Please keep in mind the use case where Cognito groups do not suffice.

For example, I interject a login request to append the groups a user belongs to. I get those from Dynamo. So to check whether a user belongs in a group or not, please do so with the token not a call to Cognito. I assume this is the case with this release.

@undefobj @mikeparisstuff This is a great start.
Please keep in mind the use case where Cognito groups do not suffice.

For example, I interject a login request to append the groups a user belongs to. I get those from Dynamo. So to check whether a user belongs in a group or not, please do so with the token not a call to Cognito. I assume this is the case with this release.

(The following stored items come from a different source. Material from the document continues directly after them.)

//! docchat CLI
//!
//! Main entry point for the docchat command-line tool.
//! Chat with a local document corpus through a hosted or local LLM.

mod bootstrap;
mod commands;

use clap::{Parser, Subcommand};
use commands::{AskCommand, ChatCommand, DocsCommand, IngestCommand};
use docchat_core::{config::AppConfig, logging, AppResult};
use std::path::PathBuf;

/// docchat - conversational question answering over your documents
#[derive(Parser, Debug)]
#[command(name = "docchat")]
#[command(about = "Conversational question answering over your documents", long_about = None)]
#[command(version)]
struct Cli {
    /// Path to workspace directory (default: current directory)
    #[arg(short, long, global = true, env = "DOCCHAT_WORKSPACE")]
    workspace: Option<PathBuf>,

    /// Path to config file
    #[arg(short, long, global = true, env = "DOCCHAT_CONFIG")]
    config: Option<PathBuf>,

    /// Log level (error, warn, info, debug, trace)
    #[arg(long, global = true, env = "RUST_LOG")]
    log_level: Option<String>,

    /// Enable verbose output (sets log level to debug)
    #[arg(short, long, global = true)]
    verbose: bool,

    /// Disable colored output
    #[arg(long, global = true, env = "NO_COLOR")]
    no_color: bool,

    /// Completion provider (ollama, openai)
    #[arg(short, long, global = true, env = "DOCCHAT_PROVIDER")]
    provider: Option<String>,

    /// Model identifier from the catalog
    #[arg(short, long, global = true, env = "DOCCHAT_MODEL")]
    model: Option<String>,

    #[command(subcommand)]
    command: Commands,
}

#[derive(Subcommand, Debug)]
enum Commands {
    /// Interactive chat over the corpus
    Chat(ChatCommand),

    /// Ask a single question
    Ask(AskCommand),

    /// List the documents in the corpus
    Docs(DocsCommand),

    /// Add files or directories to the corpus
    Ingest(IngestCommand),
}

#[tokio::main]
async fn main() -> AppResult<()> {
    // Parse command-line arguments first (needed for logging config)
    let cli = Cli::parse();

    let config = AppConfig::load_from(cli.workspace.clone(), cli.config.clone())?;

    // Apply CLI overrides
    let config = config.with_overrides(
        cli.workspace,
        cli.config,
        cli.provider,
        cli.model,
        cli.log_level,
        cli.verbose,
        cli.no_color,
    );

    logging::init_logging(config.log_level.as_deref(), config.no_color)?;

    tracing::info!("docchat starting");
    tracing::debug!("Workspace: {:?}", config.workspace);
    tracing::debug!("Provider: {}", config.provider);
    tracing::debug!("Model: {}", config.model);

    config.validate()?;
    config.ensure_docchat_dir()?;

    let command_name = match &cli.command {
        Commands::Chat(_) => "chat",
        Commands::Ask(_) => "ask",
        Commands::Docs(_) => "docs",
        Commands::Ingest(_) => "ingest",
    };
    let _span = tracing::info_span!("command", name = command_name).entered();

    let result = match cli.command {
        Commands::Chat(cmd) => cmd.execute(&config).await,
        Commands::Ask(cmd) => cmd.execute(&config).await,
        Commands::Docs(cmd) => cmd.execute(&config),
        Commands::Ingest(cmd) => cmd.execute(&config).await,
    };

    match &result {
        Ok(_) => tracing::info!("Command completed successfully"),
        Err(e) => tracing::error!("Command failed: {}", e),
    }

    result
}
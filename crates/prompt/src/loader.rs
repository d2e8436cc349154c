//! Prompt loader for built-in and workspace prompt definitions.
//!
//! Built-in definitions ship inside the crate. A workspace can override any
//! of them with `.docchat/prompts/<id>.yml`.

use crate::types::PromptDefinition;
use docchat_core::{AppError, AppResult};
use std::path::Path;

/// Identifier of the grounded answer prompt.
pub const ANSWER_PROMPT_ID: &str = "chat.answer";

/// Identifier of the history summary prompt.
pub const SUMMARY_PROMPT_ID: &str = "chat.summarize";

const BUILTIN_PROMPTS: [(&str, &str); 2] = [
    (
        ANSWER_PROMPT_ID,
        include_str!("../templates/chat.answer.yml"),
    ),
    (
        SUMMARY_PROMPT_ID,
        include_str!("../templates/chat.summarize.yml"),
    ),
];

/// Load a prompt definition by ID.
///
/// Looks for `<workspace>/.docchat/prompts/<id>.yml` first and falls back
/// to the built-in definition.
///
/// # Example
/// ```no_run
/// use docchat_prompt::{load_prompt, ANSWER_PROMPT_ID};
/// use std::path::Path;
///
/// # fn example() -> Result<(), Box<dyn std::error::Error>> {
/// let prompt = load_prompt(Path::new("."), ANSWER_PROMPT_ID)?;
/// println!("Loaded prompt: {}", prompt.title);
/// # Ok(())
/// # }
/// ```
pub fn load_prompt(workspace_path: &Path, prompt_id: &str) -> AppResult<PromptDefinition> {
    let prompt_file = workspace_path
        .join(".docchat/prompts")
        .join(format!("{}.yml", prompt_id));

    if prompt_file.exists() {
        tracing::debug!("Loading prompt override from: {:?}", prompt_file);

        let contents = std::fs::read_to_string(&prompt_file).map_err(|e| {
            AppError::Prompt(format!(
                "Failed to read prompt file {:?}: {}",
                prompt_file, e
            ))
        })?;

        let definition = parse_prompt(&contents)
            .map_err(|e| AppError::Prompt(format!("{:?}: {}", prompt_file, e)))?;

        tracing::info!("Loaded prompt override: {} ({})", definition.id, definition.title);
        return Ok(definition);
    }

    builtin_prompt(prompt_id)
}

/// Load a built-in prompt definition.
pub fn builtin_prompt(prompt_id: &str) -> AppResult<PromptDefinition> {
    let (_, source) = BUILTIN_PROMPTS
        .iter()
        .find(|(id, _)| *id == prompt_id)
        .ok_or_else(|| AppError::Prompt(format!("Unknown prompt: {}", prompt_id)))?;

    parse_prompt(source)
}

fn parse_prompt(contents: &str) -> AppResult<PromptDefinition> {
    let definition: PromptDefinition = serde_yaml::from_str(contents)
        .map_err(|e| AppError::Prompt(format!("Failed to parse prompt YAML: {}", e)))?;

    validate_prompt(&definition)?;
    Ok(definition)
}

fn validate_prompt(def: &PromptDefinition) -> AppResult<()> {
    if def.id.is_empty() {
        return Err(AppError::Prompt("Prompt ID cannot be empty".to_string()));
    }

    if def.title.is_empty() {
        return Err(AppError::Prompt("Prompt title cannot be empty".to_string()));
    }

    if def.template.trim().is_empty() {
        return Err(AppError::Prompt(
            "Prompt template cannot be empty".to_string(),
        ));
    }

    if !def.api_version.contains('.') {
        return Err(AppError::Prompt(format!(
            "Invalid apiVersion format: {}. Expected format: 'x.y'",
            def.api_version
        )));
    }

    Ok(())
}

Answered in https://github.com/aws-amplify/amplify-cli/issues/1043#issuecomment-522847175

@rawadrifai cross posting from the other issue:

we have published to the tag again:

sudo npm install -g @aws-amplify/cli@authSubRelease --unsafe-perm=true

I've also just submitted a PR for the new functionality: https://github.com/aws-amplify/docs/pull/868

You should be able to use this for documentation before we merge this to latest build. We're still running final stability tests but are trying to get this out ASAP. Your testing would assist us in expediting this. Note that the custom claims for either the user identity (identityClaim) or the groups (groupClaim) are also part of this PR. While the default behavior is to protect subscriptions, customers have an explicit control now to make them public if they wish to keep previous behavior. Also we've added some automatic inspection (per @RossWilliams suggestion) to flag a warning if you're not using @auth on any @model, listing the ones that are unprotected, with information on how to learn how to add more controls. This happens before an $amplify push sends updates to the cloud allowing you to abort if you made a mistake. Finally there are protections in place if you're using per-field level @auth to protect sensitive data inside a model from being sent over subscriptions.

@rawadrifai @auth protection on subscriptions have now been released with a major version bump of the CLI to 2.0. The new behavior along with additions of custom claims can be found here: https://aws-amplify.github.io/docs/cli-toolchain/graphql#authorizing-subscriptions

@undefobj
I don't understand how I can use that subscriptions now with the generated JavaScript client. How can I pass the owner to the subscription?

type Todo @model @auth(rules: [{allow: owner}]){
  id: ID!
  title: String!
  owner: String
}

this.apiService.OnCreateTodoListener.subscribe((evt) => {
      console.log("added: ", evt);
});

@Flos it depends on the platform which you are using. The link gives information on how you could use the owner argument dynamically.

"Passing in the current user can be done dynamically in your code by using Auth.currentAuthenticatedUser() in JavaScript, AWSMobileClient.default().username in iOS, or AWSMobileClient.getInstance().getUsername() in Android."

I'll go ahead and close this issue as the original question was resolved a couple months back. For any other questions on usage please open up a new issue and we can address there.